··· Records for this task
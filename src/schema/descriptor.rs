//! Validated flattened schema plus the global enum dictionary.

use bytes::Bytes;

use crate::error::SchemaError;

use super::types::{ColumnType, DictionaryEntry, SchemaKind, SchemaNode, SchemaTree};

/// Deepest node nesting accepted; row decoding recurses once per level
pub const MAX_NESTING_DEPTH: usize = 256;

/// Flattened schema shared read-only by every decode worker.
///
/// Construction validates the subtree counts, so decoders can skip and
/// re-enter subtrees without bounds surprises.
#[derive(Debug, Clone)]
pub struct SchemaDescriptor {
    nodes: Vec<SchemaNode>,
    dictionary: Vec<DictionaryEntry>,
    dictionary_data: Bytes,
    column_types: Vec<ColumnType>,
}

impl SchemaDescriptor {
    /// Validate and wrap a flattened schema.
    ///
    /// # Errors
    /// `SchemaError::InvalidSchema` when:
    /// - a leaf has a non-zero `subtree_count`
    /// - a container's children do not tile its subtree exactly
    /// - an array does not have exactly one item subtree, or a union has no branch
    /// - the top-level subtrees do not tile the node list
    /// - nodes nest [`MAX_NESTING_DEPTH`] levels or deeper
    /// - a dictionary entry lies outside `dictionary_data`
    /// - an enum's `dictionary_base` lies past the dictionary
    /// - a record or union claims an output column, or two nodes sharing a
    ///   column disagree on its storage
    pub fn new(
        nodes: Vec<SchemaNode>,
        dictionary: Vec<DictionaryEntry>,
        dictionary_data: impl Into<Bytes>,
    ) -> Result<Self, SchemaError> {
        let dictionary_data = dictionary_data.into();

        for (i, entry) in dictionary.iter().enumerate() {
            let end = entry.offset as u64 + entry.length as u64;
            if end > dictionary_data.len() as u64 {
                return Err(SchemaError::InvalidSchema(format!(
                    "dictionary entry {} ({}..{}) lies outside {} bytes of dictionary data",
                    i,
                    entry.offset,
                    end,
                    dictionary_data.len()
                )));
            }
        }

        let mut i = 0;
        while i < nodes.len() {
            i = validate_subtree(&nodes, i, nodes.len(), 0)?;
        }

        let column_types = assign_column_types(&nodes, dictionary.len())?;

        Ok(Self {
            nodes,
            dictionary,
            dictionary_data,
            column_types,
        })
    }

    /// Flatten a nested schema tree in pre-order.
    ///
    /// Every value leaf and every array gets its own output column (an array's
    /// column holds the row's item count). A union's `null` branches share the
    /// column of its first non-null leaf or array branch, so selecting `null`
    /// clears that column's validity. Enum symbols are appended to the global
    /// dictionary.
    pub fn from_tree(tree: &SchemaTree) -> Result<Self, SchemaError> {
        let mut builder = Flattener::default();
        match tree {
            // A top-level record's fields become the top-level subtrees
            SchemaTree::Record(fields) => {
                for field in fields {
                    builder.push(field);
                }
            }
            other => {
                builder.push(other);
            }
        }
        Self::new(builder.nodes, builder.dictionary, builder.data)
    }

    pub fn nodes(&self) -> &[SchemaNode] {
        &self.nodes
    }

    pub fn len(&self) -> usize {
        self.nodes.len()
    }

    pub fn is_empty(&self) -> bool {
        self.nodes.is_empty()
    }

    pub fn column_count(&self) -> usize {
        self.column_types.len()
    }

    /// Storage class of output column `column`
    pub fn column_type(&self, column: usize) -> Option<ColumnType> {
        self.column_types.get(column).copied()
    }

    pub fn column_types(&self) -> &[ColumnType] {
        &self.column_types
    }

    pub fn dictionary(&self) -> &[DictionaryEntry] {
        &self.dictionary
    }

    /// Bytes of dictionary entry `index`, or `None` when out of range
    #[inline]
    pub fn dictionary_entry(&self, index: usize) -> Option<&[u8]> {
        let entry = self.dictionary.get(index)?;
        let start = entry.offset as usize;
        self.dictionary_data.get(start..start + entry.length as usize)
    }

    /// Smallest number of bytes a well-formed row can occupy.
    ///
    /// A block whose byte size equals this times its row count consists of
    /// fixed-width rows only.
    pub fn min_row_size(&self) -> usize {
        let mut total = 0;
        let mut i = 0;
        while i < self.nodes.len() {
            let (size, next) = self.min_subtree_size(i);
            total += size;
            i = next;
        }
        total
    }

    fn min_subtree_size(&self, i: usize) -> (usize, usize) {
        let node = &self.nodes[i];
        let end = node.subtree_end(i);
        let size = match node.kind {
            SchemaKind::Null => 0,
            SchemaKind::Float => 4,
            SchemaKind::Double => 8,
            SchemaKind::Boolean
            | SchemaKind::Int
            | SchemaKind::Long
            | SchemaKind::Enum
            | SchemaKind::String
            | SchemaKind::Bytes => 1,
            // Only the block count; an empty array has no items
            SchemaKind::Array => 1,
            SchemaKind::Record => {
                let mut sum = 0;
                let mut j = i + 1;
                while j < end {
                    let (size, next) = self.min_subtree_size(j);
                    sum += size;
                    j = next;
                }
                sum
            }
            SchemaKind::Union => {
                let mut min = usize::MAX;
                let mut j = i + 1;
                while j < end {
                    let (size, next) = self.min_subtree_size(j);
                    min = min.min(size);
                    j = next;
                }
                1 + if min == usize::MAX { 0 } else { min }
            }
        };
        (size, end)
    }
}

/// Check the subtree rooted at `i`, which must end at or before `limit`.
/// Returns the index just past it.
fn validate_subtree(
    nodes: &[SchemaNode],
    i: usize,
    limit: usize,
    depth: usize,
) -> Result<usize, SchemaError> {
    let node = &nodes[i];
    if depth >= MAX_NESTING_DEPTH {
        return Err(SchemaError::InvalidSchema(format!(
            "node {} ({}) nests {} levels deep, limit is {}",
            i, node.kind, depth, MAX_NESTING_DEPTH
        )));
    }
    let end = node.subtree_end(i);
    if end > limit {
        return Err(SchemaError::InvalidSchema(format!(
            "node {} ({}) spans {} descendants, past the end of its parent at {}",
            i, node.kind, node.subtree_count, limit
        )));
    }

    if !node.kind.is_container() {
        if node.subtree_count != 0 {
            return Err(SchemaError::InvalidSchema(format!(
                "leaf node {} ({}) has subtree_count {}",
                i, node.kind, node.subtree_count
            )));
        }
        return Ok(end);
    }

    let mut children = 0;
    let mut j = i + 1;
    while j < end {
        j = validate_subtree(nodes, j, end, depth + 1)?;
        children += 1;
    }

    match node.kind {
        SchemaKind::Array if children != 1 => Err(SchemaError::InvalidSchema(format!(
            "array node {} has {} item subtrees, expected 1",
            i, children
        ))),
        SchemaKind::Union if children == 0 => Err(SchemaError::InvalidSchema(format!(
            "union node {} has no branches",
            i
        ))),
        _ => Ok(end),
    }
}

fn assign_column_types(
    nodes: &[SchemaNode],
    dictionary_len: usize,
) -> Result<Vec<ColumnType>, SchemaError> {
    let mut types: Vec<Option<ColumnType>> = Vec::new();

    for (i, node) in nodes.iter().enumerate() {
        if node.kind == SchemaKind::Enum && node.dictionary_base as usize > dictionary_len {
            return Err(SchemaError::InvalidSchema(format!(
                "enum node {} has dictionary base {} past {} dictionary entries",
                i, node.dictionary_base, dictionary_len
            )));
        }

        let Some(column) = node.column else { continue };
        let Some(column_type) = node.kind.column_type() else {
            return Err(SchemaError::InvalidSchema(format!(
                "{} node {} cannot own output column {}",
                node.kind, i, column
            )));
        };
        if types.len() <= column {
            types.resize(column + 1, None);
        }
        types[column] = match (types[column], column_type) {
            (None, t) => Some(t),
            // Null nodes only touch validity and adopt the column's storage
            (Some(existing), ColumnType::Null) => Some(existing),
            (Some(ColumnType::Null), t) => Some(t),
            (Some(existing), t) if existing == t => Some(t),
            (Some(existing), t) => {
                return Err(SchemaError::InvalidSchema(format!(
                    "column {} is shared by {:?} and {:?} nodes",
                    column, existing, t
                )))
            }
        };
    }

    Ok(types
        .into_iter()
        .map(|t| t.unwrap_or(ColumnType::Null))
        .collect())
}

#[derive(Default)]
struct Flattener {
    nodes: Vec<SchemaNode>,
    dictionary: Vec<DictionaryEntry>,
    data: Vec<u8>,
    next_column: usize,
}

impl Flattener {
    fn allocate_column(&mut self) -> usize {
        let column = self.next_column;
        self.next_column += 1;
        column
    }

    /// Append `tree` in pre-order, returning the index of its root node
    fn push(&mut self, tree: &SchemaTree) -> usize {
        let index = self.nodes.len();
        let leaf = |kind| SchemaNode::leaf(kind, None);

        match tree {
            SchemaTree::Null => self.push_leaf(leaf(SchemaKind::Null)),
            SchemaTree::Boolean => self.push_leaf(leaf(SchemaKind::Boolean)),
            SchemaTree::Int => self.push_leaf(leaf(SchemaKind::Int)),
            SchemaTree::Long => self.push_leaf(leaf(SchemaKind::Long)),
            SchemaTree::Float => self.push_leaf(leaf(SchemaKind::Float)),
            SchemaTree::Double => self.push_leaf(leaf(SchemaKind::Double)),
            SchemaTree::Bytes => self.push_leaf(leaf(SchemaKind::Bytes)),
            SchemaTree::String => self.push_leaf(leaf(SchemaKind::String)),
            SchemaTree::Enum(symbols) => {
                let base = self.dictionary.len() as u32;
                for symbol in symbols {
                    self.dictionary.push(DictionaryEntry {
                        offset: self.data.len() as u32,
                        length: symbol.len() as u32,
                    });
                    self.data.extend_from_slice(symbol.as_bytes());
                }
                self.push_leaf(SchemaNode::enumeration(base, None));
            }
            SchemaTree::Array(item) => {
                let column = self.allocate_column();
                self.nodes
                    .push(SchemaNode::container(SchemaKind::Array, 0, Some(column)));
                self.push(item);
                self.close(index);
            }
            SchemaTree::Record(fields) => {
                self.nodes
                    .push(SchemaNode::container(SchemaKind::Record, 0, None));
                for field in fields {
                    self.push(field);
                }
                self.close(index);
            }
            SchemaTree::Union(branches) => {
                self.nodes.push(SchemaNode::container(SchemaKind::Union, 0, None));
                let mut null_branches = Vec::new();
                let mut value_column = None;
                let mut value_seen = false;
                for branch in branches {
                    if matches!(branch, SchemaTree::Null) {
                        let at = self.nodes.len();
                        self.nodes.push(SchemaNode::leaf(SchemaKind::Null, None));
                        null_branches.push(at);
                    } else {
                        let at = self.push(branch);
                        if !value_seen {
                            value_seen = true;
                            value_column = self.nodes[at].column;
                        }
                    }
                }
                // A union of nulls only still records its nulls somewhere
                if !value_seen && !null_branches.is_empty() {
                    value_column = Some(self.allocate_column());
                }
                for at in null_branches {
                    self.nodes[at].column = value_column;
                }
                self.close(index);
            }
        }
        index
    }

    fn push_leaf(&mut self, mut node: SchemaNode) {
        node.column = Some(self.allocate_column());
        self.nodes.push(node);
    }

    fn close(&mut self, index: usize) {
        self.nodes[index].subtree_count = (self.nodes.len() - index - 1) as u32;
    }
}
······
··· Records for this task
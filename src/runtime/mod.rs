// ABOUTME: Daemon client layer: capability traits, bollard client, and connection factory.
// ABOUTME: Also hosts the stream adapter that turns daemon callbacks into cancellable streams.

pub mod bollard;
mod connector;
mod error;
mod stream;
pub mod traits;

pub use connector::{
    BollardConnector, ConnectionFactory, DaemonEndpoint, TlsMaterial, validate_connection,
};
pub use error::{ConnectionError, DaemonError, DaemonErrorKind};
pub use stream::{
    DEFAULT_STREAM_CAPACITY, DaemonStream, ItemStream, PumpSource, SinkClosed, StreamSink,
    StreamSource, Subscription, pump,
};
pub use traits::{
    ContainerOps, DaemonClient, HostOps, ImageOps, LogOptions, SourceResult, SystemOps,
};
······
» **Task details**: Here the job is to set down exactly the lines of the material above that fall between the one with "filename src/schema/descriptor.rs" and the one with "once per level", inclusive, and nothing beyond them.

» **Solution for this exercise**:
filename src/schema/descriptor.rs
//! Validated flattened schema plus the global enum dictionary.

use bytes::Bytes;

use crate::error::SchemaError;

use super::types::{ColumnType, DictionaryEntry, SchemaKind, SchemaNode, SchemaTree};

/// Deepest node nesting accepted; row decoding recurses once per level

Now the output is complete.